What the task asks>
Repeat exactly the lines of the entries below from the one with "Secret word representation" through the one with "must contain at", both ends included, and nothing else.

Records shown>
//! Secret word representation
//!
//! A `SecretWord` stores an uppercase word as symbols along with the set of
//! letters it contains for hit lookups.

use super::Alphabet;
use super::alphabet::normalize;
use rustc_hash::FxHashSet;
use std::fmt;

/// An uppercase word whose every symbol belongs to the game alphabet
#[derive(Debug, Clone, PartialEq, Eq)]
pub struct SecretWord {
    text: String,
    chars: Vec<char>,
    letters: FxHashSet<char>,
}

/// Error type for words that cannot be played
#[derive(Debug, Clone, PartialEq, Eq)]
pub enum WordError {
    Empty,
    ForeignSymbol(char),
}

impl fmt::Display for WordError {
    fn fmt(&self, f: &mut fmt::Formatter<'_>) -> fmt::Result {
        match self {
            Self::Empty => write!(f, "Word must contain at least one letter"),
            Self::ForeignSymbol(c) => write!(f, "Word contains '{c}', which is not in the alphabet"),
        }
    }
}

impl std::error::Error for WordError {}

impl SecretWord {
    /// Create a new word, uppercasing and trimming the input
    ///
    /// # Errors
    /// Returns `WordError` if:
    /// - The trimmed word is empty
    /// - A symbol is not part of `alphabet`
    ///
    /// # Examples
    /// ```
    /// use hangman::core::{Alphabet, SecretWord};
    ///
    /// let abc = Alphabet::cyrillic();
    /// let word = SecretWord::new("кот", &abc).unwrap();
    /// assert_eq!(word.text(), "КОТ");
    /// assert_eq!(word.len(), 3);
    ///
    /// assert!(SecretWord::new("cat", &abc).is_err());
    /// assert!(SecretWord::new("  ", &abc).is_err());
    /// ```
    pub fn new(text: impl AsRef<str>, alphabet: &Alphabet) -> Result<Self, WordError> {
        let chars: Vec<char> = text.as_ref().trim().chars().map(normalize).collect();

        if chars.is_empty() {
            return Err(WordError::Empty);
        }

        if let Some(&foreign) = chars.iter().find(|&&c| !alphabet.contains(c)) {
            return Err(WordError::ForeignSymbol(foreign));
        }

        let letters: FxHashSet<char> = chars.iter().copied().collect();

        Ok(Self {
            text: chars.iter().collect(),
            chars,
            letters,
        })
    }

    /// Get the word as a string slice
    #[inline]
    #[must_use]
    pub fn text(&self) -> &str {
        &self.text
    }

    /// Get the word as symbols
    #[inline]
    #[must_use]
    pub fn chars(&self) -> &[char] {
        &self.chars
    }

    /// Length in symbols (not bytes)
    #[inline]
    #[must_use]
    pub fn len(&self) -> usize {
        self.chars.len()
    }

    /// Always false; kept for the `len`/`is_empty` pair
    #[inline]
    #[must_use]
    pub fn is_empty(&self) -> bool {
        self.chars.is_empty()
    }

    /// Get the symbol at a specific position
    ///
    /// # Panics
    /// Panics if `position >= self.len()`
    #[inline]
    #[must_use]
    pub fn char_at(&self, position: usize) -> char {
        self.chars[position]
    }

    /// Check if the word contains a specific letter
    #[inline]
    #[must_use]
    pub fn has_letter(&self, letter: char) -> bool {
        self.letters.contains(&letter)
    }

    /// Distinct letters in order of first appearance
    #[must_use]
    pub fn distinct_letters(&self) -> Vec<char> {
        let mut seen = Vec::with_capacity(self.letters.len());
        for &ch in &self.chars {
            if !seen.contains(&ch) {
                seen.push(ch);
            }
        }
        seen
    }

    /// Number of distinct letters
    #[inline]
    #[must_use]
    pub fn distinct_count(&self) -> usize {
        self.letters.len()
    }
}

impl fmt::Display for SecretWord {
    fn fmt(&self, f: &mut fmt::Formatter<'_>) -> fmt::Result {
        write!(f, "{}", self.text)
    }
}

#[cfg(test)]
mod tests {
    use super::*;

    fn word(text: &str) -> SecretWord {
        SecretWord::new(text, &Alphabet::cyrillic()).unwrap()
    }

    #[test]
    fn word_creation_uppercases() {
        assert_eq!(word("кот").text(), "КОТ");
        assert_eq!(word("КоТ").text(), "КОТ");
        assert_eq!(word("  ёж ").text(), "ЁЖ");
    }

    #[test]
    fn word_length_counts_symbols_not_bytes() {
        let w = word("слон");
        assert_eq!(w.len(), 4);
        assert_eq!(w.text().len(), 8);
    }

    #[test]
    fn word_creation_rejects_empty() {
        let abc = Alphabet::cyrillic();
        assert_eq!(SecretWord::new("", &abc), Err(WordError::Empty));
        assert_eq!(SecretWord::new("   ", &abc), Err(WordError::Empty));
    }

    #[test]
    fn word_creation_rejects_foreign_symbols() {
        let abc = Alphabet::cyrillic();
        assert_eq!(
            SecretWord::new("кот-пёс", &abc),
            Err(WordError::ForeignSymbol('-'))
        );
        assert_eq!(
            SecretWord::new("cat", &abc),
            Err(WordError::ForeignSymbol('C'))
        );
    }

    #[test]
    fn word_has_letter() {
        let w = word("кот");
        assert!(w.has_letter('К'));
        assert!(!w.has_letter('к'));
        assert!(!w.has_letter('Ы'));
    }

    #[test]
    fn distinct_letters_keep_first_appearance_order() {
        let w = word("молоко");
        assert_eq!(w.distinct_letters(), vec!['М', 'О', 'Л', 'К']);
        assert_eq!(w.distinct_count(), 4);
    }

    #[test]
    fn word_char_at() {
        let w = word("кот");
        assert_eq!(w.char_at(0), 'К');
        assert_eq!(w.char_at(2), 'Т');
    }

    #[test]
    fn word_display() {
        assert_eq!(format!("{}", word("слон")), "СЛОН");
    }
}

---

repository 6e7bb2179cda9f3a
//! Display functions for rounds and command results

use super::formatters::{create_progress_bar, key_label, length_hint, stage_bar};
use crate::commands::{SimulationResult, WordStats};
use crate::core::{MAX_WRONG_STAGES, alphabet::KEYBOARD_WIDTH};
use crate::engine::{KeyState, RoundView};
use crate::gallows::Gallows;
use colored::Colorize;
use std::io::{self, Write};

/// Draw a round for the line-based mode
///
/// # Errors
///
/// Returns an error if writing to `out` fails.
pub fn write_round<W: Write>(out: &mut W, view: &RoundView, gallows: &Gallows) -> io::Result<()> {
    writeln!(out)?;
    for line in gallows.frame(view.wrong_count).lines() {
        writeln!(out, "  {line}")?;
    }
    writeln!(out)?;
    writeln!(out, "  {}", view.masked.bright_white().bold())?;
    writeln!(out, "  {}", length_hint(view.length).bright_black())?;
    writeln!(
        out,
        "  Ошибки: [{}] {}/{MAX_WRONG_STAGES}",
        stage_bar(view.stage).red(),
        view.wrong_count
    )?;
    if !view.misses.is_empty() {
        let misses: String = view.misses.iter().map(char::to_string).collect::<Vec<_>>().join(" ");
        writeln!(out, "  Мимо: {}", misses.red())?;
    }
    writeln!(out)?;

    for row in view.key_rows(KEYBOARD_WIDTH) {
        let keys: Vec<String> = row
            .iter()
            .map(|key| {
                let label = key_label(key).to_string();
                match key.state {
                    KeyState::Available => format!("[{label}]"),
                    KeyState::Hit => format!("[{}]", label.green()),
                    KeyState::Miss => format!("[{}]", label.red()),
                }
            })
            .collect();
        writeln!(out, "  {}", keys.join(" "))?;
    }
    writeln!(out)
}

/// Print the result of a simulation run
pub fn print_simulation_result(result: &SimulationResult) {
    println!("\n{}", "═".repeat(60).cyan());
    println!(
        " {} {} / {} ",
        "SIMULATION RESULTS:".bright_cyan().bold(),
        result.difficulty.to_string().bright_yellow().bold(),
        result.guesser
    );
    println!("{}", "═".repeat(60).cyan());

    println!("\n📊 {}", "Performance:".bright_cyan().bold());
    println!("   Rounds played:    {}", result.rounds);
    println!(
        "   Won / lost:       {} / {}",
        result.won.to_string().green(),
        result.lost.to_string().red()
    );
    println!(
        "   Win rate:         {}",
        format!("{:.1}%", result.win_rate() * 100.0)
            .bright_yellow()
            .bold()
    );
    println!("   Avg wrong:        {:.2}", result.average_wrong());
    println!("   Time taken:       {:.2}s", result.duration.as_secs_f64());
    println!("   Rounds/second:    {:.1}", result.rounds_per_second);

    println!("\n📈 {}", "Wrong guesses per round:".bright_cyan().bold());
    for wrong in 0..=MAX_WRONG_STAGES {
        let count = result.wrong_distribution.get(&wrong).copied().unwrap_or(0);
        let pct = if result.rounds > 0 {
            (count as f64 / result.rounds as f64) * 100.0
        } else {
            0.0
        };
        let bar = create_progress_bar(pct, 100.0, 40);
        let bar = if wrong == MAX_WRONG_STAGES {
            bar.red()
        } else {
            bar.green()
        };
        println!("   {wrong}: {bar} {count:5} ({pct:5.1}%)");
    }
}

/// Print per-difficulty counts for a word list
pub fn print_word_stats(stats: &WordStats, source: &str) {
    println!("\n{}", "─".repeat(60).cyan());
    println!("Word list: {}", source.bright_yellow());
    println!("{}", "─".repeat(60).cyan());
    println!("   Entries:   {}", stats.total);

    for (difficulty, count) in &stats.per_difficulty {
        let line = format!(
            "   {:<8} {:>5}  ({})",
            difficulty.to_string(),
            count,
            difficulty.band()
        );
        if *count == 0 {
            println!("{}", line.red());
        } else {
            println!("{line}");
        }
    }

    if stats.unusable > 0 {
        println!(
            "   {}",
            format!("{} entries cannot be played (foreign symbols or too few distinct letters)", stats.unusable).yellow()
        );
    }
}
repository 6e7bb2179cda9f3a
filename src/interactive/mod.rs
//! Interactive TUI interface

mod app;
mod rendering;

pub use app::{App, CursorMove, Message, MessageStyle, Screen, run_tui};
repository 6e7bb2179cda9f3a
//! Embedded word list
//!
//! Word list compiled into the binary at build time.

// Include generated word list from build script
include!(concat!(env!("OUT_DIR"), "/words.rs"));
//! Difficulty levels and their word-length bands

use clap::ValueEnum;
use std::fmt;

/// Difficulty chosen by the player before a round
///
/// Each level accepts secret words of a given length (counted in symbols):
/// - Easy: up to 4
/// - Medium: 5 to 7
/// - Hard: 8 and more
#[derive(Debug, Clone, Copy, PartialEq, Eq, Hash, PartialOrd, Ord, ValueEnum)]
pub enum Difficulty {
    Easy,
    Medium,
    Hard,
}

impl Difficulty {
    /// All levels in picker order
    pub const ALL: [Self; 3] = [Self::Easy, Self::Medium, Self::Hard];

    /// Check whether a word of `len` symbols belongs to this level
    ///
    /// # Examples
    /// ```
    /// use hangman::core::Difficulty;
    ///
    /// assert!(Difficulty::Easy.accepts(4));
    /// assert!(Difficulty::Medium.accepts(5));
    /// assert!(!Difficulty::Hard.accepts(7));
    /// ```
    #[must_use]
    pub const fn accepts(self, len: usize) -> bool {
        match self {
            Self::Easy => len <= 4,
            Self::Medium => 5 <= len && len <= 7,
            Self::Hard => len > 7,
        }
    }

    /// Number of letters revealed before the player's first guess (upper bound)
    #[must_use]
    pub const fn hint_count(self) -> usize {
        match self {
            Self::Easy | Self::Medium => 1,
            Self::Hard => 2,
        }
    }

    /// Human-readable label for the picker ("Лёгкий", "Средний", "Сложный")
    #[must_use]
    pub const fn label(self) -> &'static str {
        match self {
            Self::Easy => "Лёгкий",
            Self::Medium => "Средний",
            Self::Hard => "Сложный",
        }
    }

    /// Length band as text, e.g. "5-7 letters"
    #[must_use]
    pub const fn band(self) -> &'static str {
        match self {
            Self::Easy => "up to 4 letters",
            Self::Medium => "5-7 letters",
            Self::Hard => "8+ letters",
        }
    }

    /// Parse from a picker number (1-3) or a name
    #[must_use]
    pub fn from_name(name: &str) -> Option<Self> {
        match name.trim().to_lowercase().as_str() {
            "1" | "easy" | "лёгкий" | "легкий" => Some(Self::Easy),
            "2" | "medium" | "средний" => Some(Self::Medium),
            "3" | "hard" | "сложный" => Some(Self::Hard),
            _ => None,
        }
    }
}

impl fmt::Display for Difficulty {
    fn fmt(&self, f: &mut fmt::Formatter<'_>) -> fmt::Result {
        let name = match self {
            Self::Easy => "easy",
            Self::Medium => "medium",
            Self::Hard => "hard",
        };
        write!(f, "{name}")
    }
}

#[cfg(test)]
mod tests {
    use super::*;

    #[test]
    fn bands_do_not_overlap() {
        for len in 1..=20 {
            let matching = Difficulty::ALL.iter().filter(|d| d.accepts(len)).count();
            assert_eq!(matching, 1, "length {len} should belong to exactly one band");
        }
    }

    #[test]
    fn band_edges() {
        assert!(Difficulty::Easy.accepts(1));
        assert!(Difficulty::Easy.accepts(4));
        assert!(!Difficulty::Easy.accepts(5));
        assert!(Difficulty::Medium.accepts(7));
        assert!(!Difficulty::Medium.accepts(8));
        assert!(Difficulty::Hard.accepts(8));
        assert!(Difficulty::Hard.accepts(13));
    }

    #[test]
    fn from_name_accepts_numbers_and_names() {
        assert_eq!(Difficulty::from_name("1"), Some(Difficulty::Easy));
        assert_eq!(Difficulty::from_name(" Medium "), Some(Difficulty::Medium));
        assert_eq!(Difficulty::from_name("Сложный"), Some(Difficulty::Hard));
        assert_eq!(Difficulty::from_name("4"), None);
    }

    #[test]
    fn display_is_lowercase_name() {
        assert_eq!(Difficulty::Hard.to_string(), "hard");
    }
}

---

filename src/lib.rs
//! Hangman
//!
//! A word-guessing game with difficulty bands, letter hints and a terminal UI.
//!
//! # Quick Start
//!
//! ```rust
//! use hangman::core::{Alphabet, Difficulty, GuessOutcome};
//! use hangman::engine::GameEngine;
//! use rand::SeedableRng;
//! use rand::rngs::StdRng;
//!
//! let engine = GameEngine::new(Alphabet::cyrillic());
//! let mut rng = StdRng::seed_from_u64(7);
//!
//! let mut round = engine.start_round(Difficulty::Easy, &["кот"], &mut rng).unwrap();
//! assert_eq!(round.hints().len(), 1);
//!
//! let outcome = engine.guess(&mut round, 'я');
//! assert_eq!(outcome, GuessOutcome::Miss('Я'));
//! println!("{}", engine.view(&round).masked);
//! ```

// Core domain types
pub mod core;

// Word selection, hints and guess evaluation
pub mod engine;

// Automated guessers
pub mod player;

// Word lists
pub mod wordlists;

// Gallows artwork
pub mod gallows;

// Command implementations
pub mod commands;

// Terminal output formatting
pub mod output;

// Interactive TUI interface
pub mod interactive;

Written solution>
//! Secret word representation
//!
//! A `SecretWord` stores an uppercase word as symbols along with the set of
//! letters it contains for hit lookups.

use super::Alphabet;
use super::alphabet::normalize;
use rustc_hash::FxHashSet;
use std::fmt;

/// An uppercase word whose every symbol belongs to the game alphabet
#[derive(Debug, Clone, PartialEq, Eq)]
pub struct SecretWord {
    text: String,
    chars: Vec<char>,
    letters: FxHashSet<char>,
}

/// Error type for words that cannot be played
#[derive(Debug, Clone, PartialEq, Eq)]
pub enum WordError {
    Empty,
    ForeignSymbol(char),
}

impl fmt::Display for WordError {
    fn fmt(&self, f: &mut fmt::Formatter<'_>) -> fmt::Result {
        match self {
            Self::Empty => write!(f, "Word must contain at least one letter"),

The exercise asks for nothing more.